Toronto is going to finish last in the Atlantic Division with a record of 32–35–14, marking their first postseason absence since 2016. This was a team just 10 months removed from being one win away from making its first appearance in a conference final since 2002. The fall was not gradual, it was a cliff.
And unlike previous Leafs collapses, which could be attributed to bad breaks or playoff heartbreak, this one has a paper trail. The Athletic published a damning account today by Jonas Siegel, Chris Johnston and James Mirtle laying out exactly what went wrong inside the organization — and the picture it paints is one of corporate rot at the highest level of the franchise.
The AI War Room
The centrepiece of today's bombshell report is this: MLSE president and CEO Keith Pelley, who had never taken such an approach with the Raptors or Toronto FC, showed up to the Leafs' trade deadline war room on March 6th. He didn't come empty-handed. He had notes that included possible trade returns that Leafs staff members believed were generated by Large Language Models and Artificial Intelligence; tools that have become increasingly influential at the top of MLSE but hadn't been part of the usual process with its NHL team. One organization source said Humza Teherany — MLSE's chief strategy and innovation officer — had his fingers in all of the MLSE teams. The Raptors had embraced the Sports Performance Lab, which included AI, analytics, and biomechanics, and found success with it. The Leafs staff, conversely, were resistant to what the tools might offer, which explained why Pelley would later call for a more "data-centric" head of hockey operations.

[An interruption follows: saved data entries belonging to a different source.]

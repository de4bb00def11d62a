//! Synchronous collectives used by the trainer.
//!
//! The training loop is blocking MLX code, so it talks to the cluster through
//! [`Collective`]. [`LocalCollective`] is the single-process implementation;
//! [`BlockingCollective`] drives a [`DistributedContext`] on its own tokio
//! runtime.

use crate::{config::DistributedConfig, error::DistributedError, ring::RingBackend, DistributedContext};
use anyhow::Result;
use tokio::runtime::Runtime;
use tracing::info;

/// Collective operations available to a data-parallel worker.
pub trait Collective {
    /// Rank of this worker.
    fn rank(&self) -> usize;

    /// Number of workers.
    fn world_size(&self) -> usize;

    /// Return `value` as held by `root` on every worker.
    fn broadcast_u64(&self, value: u64, root: usize) -> Result<u64>;

    /// Element-wise sum across workers, in place.
    fn all_reduce_sum(&self, buffer: &mut [f32]) -> Result<()>;

    /// Element-wise mean across workers, in place.
    fn all_reduce_mean(&self, buffer: &mut [f32]) -> Result<()> {
        self.all_reduce_sum(buffer)?;
        let ws = self.world_size() as f32;
        for v in buffer.iter_mut() {
            *v /= ws;
        }
        Ok(())
    }

    /// Mean over the concatenation of every worker's `values`.
    ///
    /// Returns NaN when no worker contributed any value.
    fn gather_mean(&self, values: &[f32]) -> Result<f32> {
        let mut acc = [values.iter().sum::<f32>(), values.len() as f32];
        self.all_reduce_sum(&mut acc)?;
        Ok(acc[0] / acc[1])
    }

    /// Whether this worker logs and writes artifacts.
    fn is_main_process(&self) -> bool {
        self.rank() == 0
    }
}

/// Single-process collective: every operation is the identity.
#[derive(Debug, Clone, Copy, Default)]
pub struct LocalCollective;

impl Collective for LocalCollective {
    fn rank(&self) -> usize {
        0
    }

    fn world_size(&self) -> usize {
        1
    }

    fn broadcast_u64(&self, value: u64, root: usize) -> Result<u64> {
        if root != 0 {
            return Err(DistributedError::InvalidRoot {
                root,
                world_size: 1,
            }
            .into());
        }
        Ok(value)
    }

    fn all_reduce_sum(&self, _buffer: &mut [f32]) -> Result<()> {
        Ok(())
    }
}

/// Blocking adapter over the TCP ring.
pub struct BlockingCollective {
    runtime: Runtime,
    context: DistributedContext,
}

impl BlockingCollective {
    /// Join the ring described by `config` and block until it is formed.
    ///
    /// Must not be called from within an async runtime.
    pub fn connect(config: DistributedConfig) -> Result<Self> {
        let runtime = tokio::runtime::Builder::new_multi_thread()
            .worker_threads(2)
            .enable_all()
            .build()
            .map_err(|e| DistributedError::Runtime(e.to_string()))?;
        let backend = runtime.block_on(RingBackend::new(config))?;
        let context = DistributedContext::new(Box::new(backend));
        info!(
            rank = context.rank(),
            world_size = context.world_size(),
            "Joined worker ring"
        );
        Ok(Self { runtime, context })
    }

    /// Block until every worker reaches this point.
    pub fn barrier(&self) -> Result<()> {
        self.runtime.block_on(self.context.barrier())
    }
}

impl Collective for BlockingCollective {
    fn rank(&self) -> usize {
        self.context.rank()
    }

    fn world_size(&self) -> usize {
        self.context.world_size()
    }

    fn broadcast_u64(&self, value: u64, root: usize) -> Result<u64> {
        let mut buf = value.to_le_bytes();
        self.runtime.block_on(self.context.broadcast(&mut buf, root))?;
        Ok(u64::from_le_bytes(buf))
    }

    fn all_reduce_sum(&self, buffer: &mut [f32]) -> Result<()> {
        self.runtime.block_on(self.context.all_reduce(buffer))
    }
}

#[cfg(test)]
mod tests {
    use super::*;
    use crate::transport::tests::free_addrs;

    #[test]
    fn test_local_collective_identity() {
        let c = LocalCollective;
        let mut buf = [1.0, 2.0];
        c.all_reduce_mean(&mut buf).unwrap();
        assert_eq!(buf, [1.0, 2.0]);
        assert_eq!(c.broadcast_u64(7, 0).unwrap(), 7);
        assert!(c.broadcast_u64(7, 1).is_err());
        assert!(c.is_main_process());
    }

    #[test]
    fn test_local_gather_mean() {
        let c = LocalCollective;
        assert_eq!(c.gather_mean(&[1.0, 0.0, 1.0, 1.0]).unwrap(), 0.75);
        assert!(c.gather_mean(&[]).unwrap().is_nan());
    }

    #[test]
    fn test_blocking_collective_two_workers() {
        let nodes = free_addrs(2);
        let handles: Vec<_> = (0..2)
            .map(|rank| {
                let nodes = nodes.clone();
                std::thread::spawn(move || {
                    let c = BlockingCollective::connect(DistributedConfig::new(nodes, rank)).unwrap();
                    let time = c.broadcast_u64(1000 + rank as u64, 0).unwrap();
                    let mut grads = [rank as f32 * 2.0, 4.0];
                    c.all_reduce_mean(&mut grads).unwrap();
                    let values: Vec<f32> = if rank == 0 { vec![1.0, 1.0] } else { vec![0.0, 0.0] };
                    let acc = c.gather_mean(&values).unwrap();
                    c.barrier().unwrap();
                    (time, grads, acc)
                })
            })
            .collect();

        for handle in handles {
            let (time, grads, acc) = handle.join().unwrap();
            assert_eq!(time, 1000);
            assert_eq!(grads, [1.0, 4.0]);
            assert_eq!(acc, 0.5);
        }
    }
}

Despite Pelley's insistence during his media availability on March 31st that he was merely an observer on deadline day, reports have emerged that it was actually the exact opposite — that Pelley was actively engaged, questioning scouts, pushing for more "assets" in trade discussions, and offering his own ideas. Rival executives found the Leafs difficult to deal with. Calls felt more like tire-kicking than serious engagement. The Leafs were in the final stages of talks for multiple players — including Yegor Chinakhov — and were unable to close any of them.

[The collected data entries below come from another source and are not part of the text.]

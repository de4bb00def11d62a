//! Telemetry sinks for the online DPO loop.
//!
//! - [`ProgressCallback`] - progress bar over update steps
//! - [`LoggingCallback`] - `tracing` events
//! - [`MetricsJsonCallback`] - JSONL metrics file, one object per update
//! - [`CompositeCallback`] - fan-out to several sinks
//!
//! The trainer only calls sinks on the main process.

use odpo_core::{InspectionTable, RunInfo, TrainingCallback, UpdateMetrics};
use std::fs::File;
use std::io::{BufWriter, Write};
use std::path::{Path, PathBuf};

/// Rows of the inspection table printed to the log.
pub const TABLE_PREVIEW_ROWS: usize = 5;

/// Progress bar over update steps.
pub struct ProgressCallback {
    progress: indicatif::ProgressBar,
}

impl ProgressCallback {
    /// Create a progress bar for `total_updates` updates.
    pub fn new(total_updates: usize) -> Self {
        let progress = indicatif::ProgressBar::new(total_updates as u64);
        match indicatif::ProgressStyle::default_bar()
            .template("{spinner:.green} [{elapsed_precise}] [{bar:40.cyan/blue}] {pos}/{len} ({eta}) {msg}")
        {
            Ok(style) => progress.set_style(style.progress_chars("#>-")),
            Err(e) => tracing::warn!(error = %e, "Invalid progress template, using default style"),
        }
        Self { progress }
    }
}

impl TrainingCallback for ProgressCallback {
    fn on_train_start(&mut self, run: &RunInfo) {
        self.progress.set_length(run.num_total_batches as u64);
        self.progress.reset();
    }

    fn on_update_end(&mut self, update: usize, metrics: &UpdateMetrics) {
        self.progress.set_position(update as u64);
        if let Some(loss) = metrics.get("loss/policy_avg") {
            self.progress.set_message(format!("loss: {loss:.4}"));
        }
    }

    fn on_train_end(&mut self) {
        self.progress.finish_with_message("Training complete!");
    }
}

/// Logs every update's metrics and the head of every inspection table.
pub struct LoggingCallback {
    log_every: usize,
}

impl LoggingCallback {
    /// Log every `log_every` updates (at least every update).
    pub fn new(log_every: usize) -> Self {
        Self {
            log_every: log_every.max(1),
        }
    }
}

impl Default for LoggingCallback {
    fn default() -> Self {
        Self::new(1)
    }
}

impl TrainingCallback for LoggingCallback {
    fn on_train_start(&mut self, run: &RunInfo) {
        tracing::info!(
            run_name = %run.run_name,
            world_size = run.world_size,
            updates = run.num_total_batches,
            "Training started"
        );
    }

    fn on_update_end(&mut self, update: usize, metrics: &UpdateMetrics) {
        if update % self.log_every != 0 {
            return;
        }
        tracing::info!(
            update,
            episode = metrics.get("episode").unwrap_or_default(),
            loss = metrics.get("loss/policy_avg").unwrap_or(f64::NAN),
            scores = metrics.get("objective/scores").unwrap_or(f64::NAN),
            kl = metrics.get("objective/kl").unwrap_or(f64::NAN),
            accuracy = metrics.get("rewards/accuracies").unwrap_or(f64::NAN),
            lr = metrics.get("lr").unwrap_or_default(),
            "Update complete"
        );
    }

    fn on_eval_table(&mut self, update: usize, table: &InspectionTable) {
        tracing::info!(
            update,
            rows = table.len(),
            "Evaluation samples\n{}",
            table.render(TABLE_PREVIEW_ROWS)
        );
    }

    fn on_train_end(&mut self) {
        tracing::info!("Training complete");
    }
}

/// JSONL metrics sink.
///
/// ```json
/// {"event": "update", "update": 3, "metrics": {"eps": 12.0, "lr": 0.00005}, "timestamp": "2024-12-31T12:00:00Z"}
/// ```
pub struct MetricsJsonCallback {
    writer: BufWriter<File>,
    path: PathBuf,
    run_name: Option<String>,
}

impl MetricsJsonCallback {
    /// Create or truncate the metrics file at `path`, creating its directory.
    pub fn new(path: impl AsRef<Path>) -> std::io::Result<Self> {
        let path = path.as_ref().to_path_buf();
        if let Some(dir) = path.parent().filter(|dir| !dir.as_os_str().is_empty()) {
            std::fs::create_dir_all(dir)?;
        }
        Ok(Self {
            writer: BufWriter::new(File::create(&path)?),
            path,
            run_name: None,
        })
    }

    /// Name written in the `train_start` event instead of the generated one.
    pub fn with_run_name(self, name: impl Into<String>) -> Self {
        Self {
            run_name: Some(name.into()),
            ..self
        }
    }

    /// File being written.
    pub fn path(&self) -> &Path {
        &self.path
    }

    /// Append one event line and flush it. Write failures are logged, not raised.
    fn emit(&mut self, event: &str, mut fields: serde_json::Value) {
        if let serde_json::Value::Object(map) = &mut fields {
            map.insert("event".into(), event.into());
            map.insert("timestamp".into(), chrono::Utc::now().to_rfc3339().into());
        }
        let written = serde_json::to_writer(&mut self.writer, &fields)
            .map_err(std::io::Error::from)
            .and_then(|()| self.writer.write_all(b"\n"))
            .and_then(|()| self.writer.flush());
        if let Err(e) = written {
            tracing::warn!(path = %self.path.display(), error = %e, "Dropped metrics event");
        }
    }
}

impl TrainingCallback for MetricsJsonCallback {
    fn on_train_start(&mut self, run: &RunInfo) {
        let run_name = self.run_name.clone().unwrap_or_else(|| run.run_name.clone());
        self.emit(
            "train_start",
            serde_json::json!({
                "run_name": run_name,
                "world_size": run.world_size,
                "num_total_batches": run.num_total_batches,
            }),
        );
    }

    fn on_update_end(&mut self, update: usize, metrics: &UpdateMetrics) {
        self.emit(
            "update",
            serde_json::json!({ "update": update, "metrics": metrics }),
        );
    }

    fn on_eval_table(&mut self, update: usize, table: &InspectionTable) {
        self.emit(
            "eval_table",
            serde_json::json!({ "update": update, "rows": table.rows }),
        );
    }

    fn on_train_end(&mut self) {
        self.emit("train_end", serde_json::json!({}));
    }
}

/// Forwards every event to each registered sink, in order.
#[derive(Default)]
pub struct CompositeCallback {
    sinks: Vec<Box<dyn TrainingCallback>>,
}

impl CompositeCallback {
    /// Create an empty composite.
    pub fn new() -> Self {
        Self::default()
    }

    /// Register a sink.
    pub fn add(&mut self, sink: Box<dyn TrainingCallback>) {
        self.sinks.push(sink);
    }

    /// Number of sinks.
    pub fn len(&self) -> usize {
        self.sinks.len()
    }

    /// Whether no sink is registered.
    pub fn is_empty(&self) -> bool {
        self.sinks.is_empty()
    }
}

impl TrainingCallback for CompositeCallback {
    fn on_train_start(&mut self, run: &RunInfo) {
        for sink in &mut self.sinks {
            sink.on_train_start(run);
        }
    }

    fn on_update_end(&mut self, update: usize, metrics: &UpdateMetrics) {
        for sink in &mut self.sinks {
            sink.on_update_end(update, metrics);
        }
    }

    fn on_eval_table(&mut self, update: usize, table: &InspectionTable) {
        for sink in &mut self.sinks {
            sink.on_eval_table(update, table);
        }
    }

    fn on_train_end(&mut self) {
        for sink in &mut self.sinks {
            sink.on_train_end();
        }
    }
}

The result of that chaotic deadline? With only 30 minutes to go, Treliving emailed the NHL's other 31 GMs to inform them the Leafs were trading Scott Laughton, a rental they'd acquired a year earlier at significant cost, now moved for a conditional third-round pick. A conditional third. For a player they gave up a first round pick for twelve months prior.

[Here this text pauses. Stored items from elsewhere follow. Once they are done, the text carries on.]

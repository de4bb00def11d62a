//! Online DPO training on MLX.
//!
//! This crate provides:
//! - Rollout generation with two sampled completions per prompt
//! - Masked sequence accounting (truncation, sequence lengths, sentinels)
//! - Score-based preference pairing
//! - Sigmoid and IPO preference losses
//! - The minibatch training loop with gradient accumulation across workers
//! - Evaluation sampling and telemetry callbacks
//!
//! # Example
//!
//! ```ignore
//! use odpo_core::RunConfig;
//! use odpo_distributed::LocalCollective;
//! use odpo_trainer::{
//!     seeded_pair, OnlineDpoTrainer, PolicyOptimizer, PromptDataset, TargetTokenScorer, TinyCausalLm,
//! };
//!
//! let config = RunConfig::from_yaml_file("run.yaml")?;
//! let dataset = PromptDataset::from_jsonl("prompts.jsonl")?;
//! let (mut policy, mut reference) = seeded_pair(config.training.seed, || TinyCausalLm::new(32, 16))?;
//! let mut scorer = TargetTokenScorer::new(5);
//! let mut optimizer = PolicyOptimizer::from_config(&config.training)?;
//!
//! let mut trainer = OnlineDpoTrainer::new(config, LocalCollective, dataset.len())?;
//! trainer.train(&mut policy, &mut reference, &mut scorer, &mut optimizer, &dataset, None)?;
//! ```

#![warn(missing_docs)]

pub mod callbacks;
pub mod data;
pub mod error;
pub mod eval;
pub mod generation;
pub mod gradients;
pub mod logprob_utils;
pub mod loss;
pub mod metrics;
pub mod models;
pub mod objective;
pub mod online_dpo;
pub mod optimizer;
pub mod pairing;
pub mod rollout;
pub mod toy;

pub use callbacks::*;
pub use data::{left_pad, PromptDataset, PromptLoader, PromptLoaderConfig, PromptRecord};
pub use error::{OnlineDpoError, OnlineDpoResult};
pub use eval::{render_tokens, sample_evaluation};
pub use generation::{sample_sequences, Generation, GenerationConfig, SequenceGenerator};
pub use gradients::{accumulate_gradients, all_reduce_gradients};
pub use loss::{dpo_logits, implicit_rewards, preference_losses};
pub use metrics::{reduce_metrics, UpdateSummary};
pub use models::{forward, get_reward, seeded_pair, ForwardModel, ScoreModel};
pub use objective::ObjectiveStats;
pub use online_dpo::{ChunkStats, OnlineDpoTrainer, StepStats, TrainerState};
pub use optimizer::{PolicyOptimizer, ScheduledOptimizer};
pub use pairing::{PreferencePairs, PromptGroups};
pub use rollout::{apply_non_eos_penalty, collect_rollout, RolloutRecord};
pub use toy::{TargetTokenScorer, TinyCausalLm};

The Marner Fiasco That Started It All
Perhaps the most controversial decision came on July 1, 2025, when Treliving traded star winger Mitch Marner to the Vegas Golden Knights. Toronto received Nicolas Roy in a straight swap: a return many believed didn't come close to matching Marner's value.
Marner had signed an eight-year, $96 million contract (an AAV of $12 million) prior to the trade. In going to Vegas, he joined a franchise that has made the postseason in seven of its eight seasons. Roy, the return, was later flipped to Colorado for a conditional first-round pick. The Leafs traded Mitch Marner and got draft capital. That is the executive summary.
The team was missing much of its swagger and the defensive improvement that was the stated rationale for the move never materialized. The Maple Leafs allowed 286 goals this season, ranking 31st in the NHL, ahead of only the Vancouver Canucks, the team with the worst record in the league.
Matthews Goes Down, and Nobody Did Anything
On March 13, following a hit from Anaheim Ducks defenceman Radko Gudas, Auston Matthews suffered a season-ending tear of his medial collateral ligament. The hit was dirty. The NHL suspended Gudas. What the Leafs did in the immediate aftermath was perhaps more telling than anything else about the character of this team.

Auston Matthew (Leafs captain) on the ice after a hit by Gudas. (Richard Lautens/Toronto Star via Getty Images)
Not a single Maple Leaf on the ice took any action against Gudas while their captain and best player was writhing in pain. Morgan Rielly and teammates came out after the game and apologized for their lack of response — but at least in terms of optics, it was too little, too late.
In the games that followed, Max Domi tried to demonstrate toughness through several altercations, including a fight with Gudas on March 30th in Anaheim. Domi had not even been on the ice when Matthews was injured. The symbolism could not have been more perfect or more pathetic: punishing Gudas three weeks after the fact, in the wrong building, with the season already dead.
Matthews finished with 27 goals and 26 assists for 53 points — a player who has had two 60-goal seasons, including a 69-goal season in 2023-24, now averaging 30 goals over the last two years.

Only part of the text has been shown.